Produtores rurais de Mato Grosso do Sul devem manter atenção ao período do vazio sanitário da soja, que segue até 15 de setembro de 2026. A medida, obrigatória em todo o estado, tem como objetivo reduzir a incidência da ferrugem asiática, uma das principais doenças que afetam a cultura e podem causar prejuízos significativos à produção.
Durante esse período, não é permitida a presença de plantas vivas de soja nas propriedades rurais, incluindo as chamadas plantas voluntárias, conhecidas popularmente como “guaxas”, que surgem após a colheita. A determinação está prevista na Portaria SDA/MAPA nº 1.579/2026 e integra as ações de defesa sanitária vegetal adotadas no país.
Segundo informações da Aprosoja/MS, a ferrugem asiática é provocada pelo fungo Phakopsora pachyrhizi, que necessita de plantas vivas para sobreviver e se reproduzir.
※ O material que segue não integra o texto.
// Copyright © 2021 The Radicle Link Contributors
//
// This file is part of radicle-link, distributed under the GPLv3 with Radicle
// Linking Exception. For full terms see the included LICENSE file.

use thiserror::Error;

pub struct Options {
    /// If `false`, the refname must contain at least one `/`.
    pub allow_onelevel: bool,
    /// If `true`, the refname may contain exactly one `*` character.
    pub allow_pattern: bool,
}

#[derive(Debug, Error)]
#[non_exhaustive]
pub enum Error {
    #[error("empty input")]
    Empty,
    #[error("lone '@' character")]
    LoneAt,
    #[error("consecutive or trailing slash")]
    Slash,
    #[error("ends with '.lock'")]
    DotLock,
    #[error("consecutive dots ('..')")]
    DotDot,
    #[error("at-open-brace ('@{{')")]
    AtOpenBrace,
    #[error("invalid character {0:?}")]
    InvalidChar(char),
    #[error("component starts with '.'")]
    StartsDot,
    #[error("component ends with '.'")]
    EndsDot,
    #[error("control character")]
    Control,
    #[error("whitespace")]
    Space,
    #[error("must contain at most one '*'")]
    Pattern,
    #[error("must contain at least one '/'")]
    OneLevel,
}

/// Validate that a string slice is a valid refname.
pub fn ref_format(opts: Options, s: &str) -> Result<(), Error> {
    match s {
        "" => Err(Error::Empty),
        "@" => Err(Error::LoneAt),
        _ => {
            let mut globs = 0usize;
            let mut parts = 0usize;

            for x in s.split('/') {
                if x.is_empty() {
                    return Err(Error::Slash);
                }

                parts += 1;

                if x.ends_with(".lock") {
                    return Err(Error::DotLock);
                }

                for (i, y) in x.chars().zip(x.chars().cycle().skip(1)).enumerate() {
                    match y {
                        ('.', '.') => return Err(Error::DotDot),
                        ('@', '{') => return Err(Error::AtOpenBrace),

                        ('\0', _) => return Err(Error::InvalidChar('\0')),
                        ('\\', _) => return Err(Error::InvalidChar('\\')),
                        ('~', _) => return Err(Error::InvalidChar('~')),
                        ('^', _) => return Err(Error::InvalidChar('^')),
                        (':', _) => return Err(Error::InvalidChar(':')),
                        ('?', _) => return Err(Error::InvalidChar('?')),
                        ('[', _) => return Err(Error::InvalidChar('[')),

                        ('*', _) => globs += 1,

                        ('.', _) if i == 0 => return Err(Error::StartsDot),
                        ('.', _) if i == x.len() - 1 => return Err(Error::EndsDot),

                        (z, _) if z.is_ascii_control() => return Err(Error::Control),
                        (z, _) if z.is_whitespace() => return Err(Error::Space),

                        _ => continue,
                    }
                }
            }

            if parts < 2 && !opts.allow_onelevel {
                Err(Error::OneLevel)
            } else if globs > 1 && opts.allow_pattern {
                Err(Error::Pattern)
            } else if globs > 0 && !opts.allow_pattern {
                Err(Error::InvalidChar('*'))
            } else {
                Ok(())
            }
        },
    }
}
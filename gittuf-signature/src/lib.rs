// Copyright © 2021 The Radicle Link Contributors
//
// This file is part of radicle-link, distributed under the GPLv3 with Radicle
// Linking Exception. For full terms see the included LICENSE file.

#![allow(rustdoc::private_intra_doc_links)]
#![warn(clippy::extra_unused_lifetimes)]
#![deny(rustdoc::broken_intra_doc_links)]

//! Signing and verification dispatch for commits and tags.
//!
//! [`sign`] and [`signer`] carry the minimal signing vocabulary and the
//! dyn-clone dispatch pattern used to pass a boxed signer around without
//! callers caring which concrete key type backs it. [`backend`] defines the
//! three pluggable verification backends (GPG, SSH, Sigstore); [`verify`] is
//! the dispatch entry that inspects an object's type and routes to the
//! right one. [`config`] inspects repository config to decide whether
//! signing is possible at all.

pub mod backend;
pub mod config;
pub mod error;
pub mod key;
pub mod sign;
mod signer;
pub mod verify;

pub use error::{Error, Result};
pub use key::VerificationKey;
pub use signer::{BoxedSignError, BoxedSigner, Signer, SomeSigner};
pub use verify::{verify_signature, Verifiers};
// Copyright © 2019-2020 The Radicle Foundation <hello@radicle.foundation>
//
// This file is part of radicle-link, distributed under the GPLv3 with Radicle
// Linking Exception. For full terms see the included LICENSE file.

pub mod check;
pub mod name;

pub use name::{OneLevel, Qualified, RefLike, RefspecPattern};
// Copyright © 2021 The Radicle Link Contributors
//
// This file is part of radicle-link, distributed under the GPLv3 with Radicle
// Linking Exception. For full terms see the included LICENSE file.

use syn::{Attribute, DeriveInput, Lit, Meta, MetaNameValue, NestedMeta};

use crate::internals::case::Case;

pub const CJSON: &str = "cjson";
pub const RENAME_ALL: &str = "rename_all";

#[derive(Clone, Debug)]
pub struct Rules {
    pub casing: Option<Case>,
}

impl Rules {
    pub fn new() -> Self {
        Rules { casing: None }
    }

    pub fn from_input(input: &DeriveInput) -> Result<Self, &'static str> {
        let mut rules = Rules::new();
        let metas = input.attrs.iter().flat_map(get_meta_items);

        for meta in metas {
            match meta {
                NestedMeta::Meta(Meta::NameValue(m)) if m.path.is_ident(RENAME_ALL) => {
                    let casing = rename_all_rule(&m)?;
                    rules.casing = Some(casing);
                },
                _ => {},
            }
        }
        Ok(rules)
    }
}

pub fn get_meta_items(attr: &Attribute) -> Vec<NestedMeta> {
    if !attr.path.is_ident(CJSON) {
        return Vec::new();
    }

    match attr.parse_meta() {
        Ok(Meta::List(meta)) => meta.nested.into_iter().collect(),
        Ok(_) => {
            panic!("expected #[cjson(...)]")
        },
        Err(err) => {
            panic!("{}", err)
        },
    }
}

pub fn rename_all_rule(meta: &MetaNameValue) -> Result<Case, &'static str> {
    match &meta.lit {
        Lit::Str(casing) => casing.value().parse(),
        _ => Err("TODO"),
    }
}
A eliminação dessas plantas durante a entressafra reduz a presença do fungo no ambiente e contribui para uma safra mais segura e produtiva.
Além de proteger as lavouras, o cumprimento do vazio sanitário ajuda a diminuir a necessidade de aplicações de fungicidas, reduzindo custos e auxiliando na preservação da eficiência dos produtos utilizados no controle da doença.
Após o término do período restritivo, os produtores poderão iniciar o plantio da safra 2026/2027 entre 16 de setembro e 31 de dezembro, conforme o calendário estabelecido pela legislação federal.
Calendário da soja em Mato Grosso do Sul
- Vazio sanitário: de 15 de junho a 15 de setembro de 2026;
- Período de semeadura: de 16 de setembro a 31 de dezembro de 2026.
A recomendação é que os agricultores realizem inspeções frequentes nas áreas cultivadas para identificar e eliminar possíveis plantas voluntárias, colaborando para a manutenção da produtividade, da competitividade e da sustentabilidade da sojicultura sul-mato-grossense.